Medtronic: On Rehearing the Court Restates that IPR Termination Decision is Not Appealable
Patent – Patently-O 2016-10-26
by Dennis Crouch
On rehearing in Medtronic v. Robert Bosch, the Federal Circuit panel has reaffirmed its earlier determining that the PTAB’s vacatur of an IPR institution decision is a decision as to “whether to institute an inter partes review” and therefore is “final and nonappealable.” The original Medtronic decision had been released prior to Cuozzo v. Lee (2016) and the rehearing decision now explains that “nothing in Cuozzo is to the contrary.”
Although I continue to cringe at the prospect of no appeal, the decision here makes logical sense based upon the statutory and procedural structure. Here, the termination decision was based upon the petitioner’s failure to identify all real parties at interest — a core requirement of a complete petition. Base upon that failure, the Board determined that the petitions were incomplete and therefore “cannot be considered.” With that conclusion, the Board terminated the petitions and vacated the prior institution decisions. In this framework, it makes sense for the termination/vacatur to be a decision on institution and thus not subject to appeal. I could imagine a different scenario where the PTAB terminates an IPR based upon some other ground that is not a petition requirement — such as failure to prosecute or improper post-institution attorney conduct. In that hypothetical situation, the termination would be substantially divorced from the institution and – in my view – would no longer fall under the no-appeal requirement.
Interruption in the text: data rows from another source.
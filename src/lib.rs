//! Payroll cost analytics: department and position roll-ups, budget
//! variance, record search, pay-calendar bucketing and cost dispersion,
//! all derived from immutable record snapshots.

pub mod actions;
pub mod aggregate;
pub mod calendar;
pub mod cli;
pub mod dashboard;
pub mod error;
pub mod fmt;
pub mod models;
pub mod search;
pub mod settings;
pub mod source;
pub mod stats;
pub mod validation;
pub mod variance;
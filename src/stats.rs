use serde::Serialize;

use crate::models::{CostField, CostRecord};

pub fn mean(values: &[f64]) -> Option<f64> {
    if values.is_empty() {
        return None;
    }
    Some(values.iter().sum::<f64>() / values.len() as f64)
}

/// Population standard deviation, `sqrt(mean((x - mean)^2))`. `None` for an
/// empty set.
pub fn population_std_dev(values: &[f64]) -> Option<f64> {
    let m = mean(values)?;
    let squared: Vec<f64> = values.iter().map(|x| (x - m).powi(2)).collect();
    mean(&squared).map(f64::sqrt)
}

#[derive(Debug, Clone, PartialEq, Serialize)]
pub struct CostDispersion {
    pub field: CostField,
    pub count: usize,
    pub mean: Option<f64>,
    pub min: Option<f64>,
    pub max: Option<f64>,
    pub std_dev: Option<f64>,
}

/// Spread of one amount field. Callers pass the full record set, not a
/// search-filtered view.
pub fn cost_dispersion(records: &[CostRecord], field: CostField) -> CostDispersion {
    let values: Vec<f64> = records.iter().map(|r| field.value(r)).collect();
    CostDispersion {
        field,
        count: values.len(),
        mean: mean(&values),
        min: values.iter().copied().reduce(f64::min),
        max: values.iter().copied().reduce(f64::max),
        std_dev: population_std_dev(&values),
    }
}

#[cfg(test)]
mod tests {
    use super::*;

    #[test]
    fn test_population_formula() {
        // Classic example: mean 5, population std dev 2.
        let values = [2.0, 4.0, 4.0, 4.0, 5.0, 5.0, 7.0, 9.0];
        assert_eq!(mean(&values), Some(5.0));
        assert_eq!(population_std_dev(&values), Some(2.0));
    }

    #[test]
    fn test_single_value_has_zero_spread() {
        assert_eq!(population_std_dev(&[42_000.0]), Some(0.0));
    }

    #[test]
    fn test_empty_input_does_not_panic() {
        assert_eq!(mean(&[]), None);
        assert_eq!(population_std_dev(&[]), None);
        let d = cost_dispersion(&[], CostField::CostToCompany);
        assert_eq!(d.count, 0);
        assert!(d.std_dev.is_none());
        assert!(d.min.is_none());
    }

    #[test]
    fn test_cost_dispersion_uses_field() {
        let rec = |basic: f64, ctc: f64| CostRecord {
            entity_id: "E".to_string(),
            entity_name: "E".to_string(),
            department_id: "D".to_string(),
            department_name: "D".to_string(),
            position: "P".to_string(),
            basic_salary: basic,
            cost_to_company: ctc,
            budgeted: 0.0,
            actual: 0.0,
        };
        let records = vec![rec(10.0, 100.0), rec(30.0, 100.0)];
        let basic = cost_dispersion(&records, CostField::BasicSalary);
        assert_eq!(basic.mean, Some(20.0));
        assert_eq!(basic.std_dev, Some(10.0));
        assert_eq!(basic.min, Some(10.0));
        assert_eq!(basic.max, Some(30.0));
        let ctc = cost_dispersion(&records, CostField::CostToCompany);
        assert_eq!(ctc.std_dev, Some(0.0));
    }
}
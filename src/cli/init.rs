use tracing::info;

use crate::cli::Context;
use crate::error::Result;
use crate::settings::save_settings;

pub fn run(ctx: Context, company: Option<String>) -> Result<()> {
    let mut settings = ctx.settings;
    if let Some(name) = company {
        settings.company_name = name;
    }
    save_settings(&settings)?;

    let dir = std::path::PathBuf::from(&settings.data_dir);
    std::fs::create_dir_all(&dir)?;
    info!(data_dir = %dir.display(), "initialized");

    println!("Initialized paylens at {}", dir.display());
    Ok(())
}
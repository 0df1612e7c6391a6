use crate::cli::Context;
use crate::error::Result;
use crate::settings::settings_file_exists;
use crate::source::{CsvSource, RecordSource};

pub fn run(ctx: &Context) -> Result<()> {
    let settings = &ctx.settings;
    let data_dir = ctx.data_dir();

    println!("Company:    {}", if settings.company_name.is_empty() { "(not set)" } else { settings.company_name.as_str() });
    println!("Data dir:   {}", data_dir.display());
    println!("Currency:   {}", settings.currency_symbol);
    if !settings_file_exists() {
        println!("Settings:   defaults (run `paylens init` to save)");
    }

    if !data_dir.exists() {
        println!();
        println!("Data directory not found. Run `paylens init` or `paylens demo` to set up.");
        return Ok(());
    }

    let snapshot = CsvSource::new(&data_dir).load()?;
    println!();
    println!("Employees:          {}", snapshot.costs.len());
    println!("Payroll periods:    {}", snapshot.periods.len());
    println!("Cash advances:      {}", snapshot.advances.len());
    println!("Salary components:  {}", snapshot.components.len());
    println!("Remittances:        {}", snapshot.remittances.len());
    Ok(())
}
An additional difficulty with all of this stems from the pending Ethicon petition and the difference between action by the Director and action by the PTAB. The statute separates the roles – indicating that the PTO Director’s role is in determining “whether to institute” an IPR. Under the statute, the PTAB then steps in to conduct the trial. Those separate roles were then combined by PTO regulation which states “The Board institutes the trial on behalf of the Director.” 37 CFR 42.4. A question – unanswered in this case – is whether the Director’s regulatory delegation above should be interpreted to also extend to vacating and terminating petitions. I’m not sure that it does.